------ Provided records ------

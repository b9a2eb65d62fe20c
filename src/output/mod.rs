//! Report assembly and output formatting

pub mod download;
pub mod formatter;
pub mod report;

pub use download::{make_downloadable, DownloadLink};
pub use formatter::{
    resolve_save_path, save_report_to_file, suggest_filename, OutputFormatter, ReportGenerator,
};
pub use report::AnalysisReport;
impl Default for MarketConfig {
    fn default() -> Self {
        Self {
            symbols: ["NOVA", "ORBT", "KRAK", "LUMN", "ZEPH"]
                .iter()
                .map(|s| s.to_string())
                .collect(),
            base_price_usd: 1000.0,
            initial_history_days: 60,
            sentiment_multiplier: 2.0,
            sentiment_freshness_secs: 300,
            rng_seed: 42,
        }
    }
}

impl MarketConfig {
    pub fn sentiment_freshness(&self) -> Duration {
        Duration::from_secs(self.sentiment_freshness_secs)
    }
}

/// Item distribution policy.
#[derive(Clone, Debug, PartialEq, Serialize, Deserialize)]
#[serde(default)]
pub struct ItemConfig {
    /// Items are offered in the Prep phases after rounds 1..=N.
    pub distribution_rounds: u32,
    /// Number of options offered to each player per distribution.
    pub offers_per_player: usize,
    /// Seed for offer shuffling and auto-selection.
    pub rng_seed: u64,
    /// YAML item catalog to use instead of the built-in one.
    pub catalog_path: Option<String>,
}

impl Default for ItemConfig {
    fn default() -> Self {
        Self {
            distribution_rounds: 3,
            offers_per_player: 3,
            rng_seed: 7,
            catalog_path: None,
        }
    }
}

/// Complete session configuration.
#[derive(Clone, Debug, Default, PartialEq, Serialize, Deserialize)]
#[serde(default)]
pub struct GameConfig {
    pub clock: ClockConfig,
    pub target: TargetConfig,
    pub hp: HpConfig,
    pub effects: EffectConfig,
    pub market: MarketConfig,
    pub items: ItemConfig,
}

------

**What you need to do:**
Could you write out all the entries exactly as given?

**Completed exercise:**
repository b9a2eb65d62fe20c
filename src/output/mod.rs
//! Report assembly and output formatting

pub mod download;
pub mod formatter;
pub mod report;

pub use download::{make_downloadable, DownloadLink};
pub use formatter::{
    resolve_save_path, save_report_to_file, suggest_filename, OutputFormatter, ReportGenerator,
};
pub use report::AnalysisReport;
impl Default for MarketConfig {
    fn default() -> Self {
        Self {
            symbols: ["NOVA", "ORBT", "KRAK", "LUMN", "ZEPH"]
                .iter()
                .map(|s| s.to_string())
                .collect(),
            base_price_usd: 1000.0,
            initial_history_days: 60,
            sentiment_multiplier: 2.0,
            sentiment_freshness_secs: 300,
            rng_seed: 42,
        }
    }
}

impl MarketConfig {
    pub fn sentiment_freshness(&self) -> Duration {
        Duration::from_secs(self.sentiment_freshness_secs)
    }
}

/// Item distribution policy.
#[derive(Clone, Debug, PartialEq, Serialize, Deserialize)]
#[serde(default)]
pub struct ItemConfig {
    /// Items are offered in the Prep phases after rounds 1..=N.
    pub distribution_rounds: u32,
    /// Number of options offered to each player per distribution.
    pub offers_per_player: usize,
    /// Seed for offer shuffling and auto-selection.
    pub rng_seed: u64,
    /// YAML item catalog to use instead of the built-in one.
    pub catalog_path: Option<String>,
}

impl Default for ItemConfig {
    fn default() -> Self {
        Self {
            distribution_rounds: 3,
            offers_per_player: 3,
            rng_seed: 7,
            catalog_path: None,
        }
    }
}

/// Complete session configuration.
#[derive(Clone, Debug, Default, PartialEq, Serialize, Deserialize)]
#[serde(default)]
pub struct GameConfig {
    pub clock: ClockConfig,
    pub target: TargetConfig,
    pub hp: HpConfig,
    pub effects: EffectConfig,
    pub market: MarketConfig,
    pub items: ItemConfig,
}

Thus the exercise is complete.